» **Description of the task**:
Retype the data that follows, keeping every character the same.

Source data
______

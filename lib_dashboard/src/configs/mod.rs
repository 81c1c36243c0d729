//! # Configuration Modules
//!
//! Settings consumed by the library. Loading them from files, environment or
//! command line is left to the binaries.

/// Validated runtime settings for the dashboard engine.
pub mod settings;

pub use settings::{DashboardSettings, TOKEN_ENV};
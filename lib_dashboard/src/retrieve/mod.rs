//! # Data Retrieval Module
//!
//! This module owns every request/response interaction with the dashboard
//! REST API.
//!
//! ## Contained Modules:
//!
//! - **`api`**: The `DashboardApi` trait. Everything above this module talks
//!   to the server only through it, so tests can swap in an in-memory API.
//! - **`ky_http`**: A generic HTTP `ApiClient` built on `reqwest` and
//!   `reqwest-middleware`, with optional retries using exponential backoff.
//!   It is the production `DashboardApi`. Compiled with the `retrieve` feature.

#![forbid(unsafe_code)]
#![warn(missing_docs, rust_2018_idioms, unused_qualifications)]

/// Transport seam for the REST API.
pub mod api;

/// Generic HTTP API client with retry middleware.
#[cfg(feature = "retrieve")]
pub mod ky_http;

pub use api::DashboardApi;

______

» **Response to this task**:
filename lib_dashboard/src/configs/mod.rs
repository 81c1c36243c0d729
//! # Configuration Modules
//!
//! Settings consumed by the library. Loading them from files, environment or
//! command line is left to the binaries.

/// Validated runtime settings for the dashboard engine.
pub mod settings;

pub use settings::{DashboardSettings, TOKEN_ENV};
filename lib_dashboard/src/retrieve/mod.rs
//! # Data Retrieval Module
//!
//! This module owns every request/response interaction with the dashboard
//! REST API.
//!
//! ## Contained Modules:
//!
//! - **`api`**: The `DashboardApi` trait. Everything above this module talks
//!   to the server only through it, so tests can swap in an in-memory API.
//! - **`ky_http`**: A generic HTTP `ApiClient` built on `reqwest` and
//!   `reqwest-middleware`, with optional retries using exponential backoff.
//!   It is the production `DashboardApi`. Compiled with the `retrieve` feature.

#![forbid(unsafe_code)]
#![warn(missing_docs, rust_2018_idioms, unused_qualifications)]

/// Transport seam for the REST API.
pub mod api;

/// Generic HTTP API client with retry middleware.
#[cfg(feature = "retrieve")]
pub mod ky_http;

pub use api::DashboardApi;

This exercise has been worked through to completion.